**Work instructions**
Each line below should be written out again without any change.
[Data provided — start]
//! Engine error types.
//!
//! Precondition violations surface as recoverable error values; internal
//! curve-consistency violations are fatal asserts at the call site, since
//! continuing past one would produce mispriced state.

use thiserror::Error;

#[derive(Debug, Clone, Copy, PartialEq, Eq, Error)]
pub enum EngineError {
    /// Arithmetic overflowed the widest intermediate type.
    #[error("math operation overflowed")]
    MathOverflow,

    /// Division by a zero denominator.
    #[error("division by zero")]
    DivisionByZero,

    /// Swap amount out of range for the requested direction.
    #[error("invalid swap amount")]
    InvalidSwapAmount,

    /// Order limit price must be non-zero.
    #[error("invalid order limit price")]
    InvalidLimitPrice,

    /// Order step size must be non-zero.
    #[error("invalid order step size")]
    InvalidOrderStep,
}

pub type EngineResult<T> = Result<T, EngineError>;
[Data provided — finish]
**Result of the task**
//! Engine error types.
//!
//! Precondition violations surface as recoverable error values; internal
//! curve-consistency violations are fatal asserts at the call site, since
//! continuing past one would produce mispriced state.

use thiserror::Error;

#[derive(Debug, Clone, Copy, PartialEq, Eq, Error)]
pub enum EngineError {
    /// Arithmetic overflowed the widest intermediate type.
    #[error("math operation overflowed")]
    MathOverflow,

    /// Division by a zero denominator.
    #[error("division by zero")]
    DivisionByZero,

    /// Swap amount out of range for the requested direction.
    #[error("invalid swap amount")]
    InvalidSwapAmount,

    /// Order limit price must be non-zero.
    #[error("invalid order limit price")]
    InvalidLimitPrice,

    /// Order step size must be non-zero.
    #[error("invalid order step size")]
    InvalidOrderStep,
}

pub type EngineResult<T> = Result<T, EngineError>;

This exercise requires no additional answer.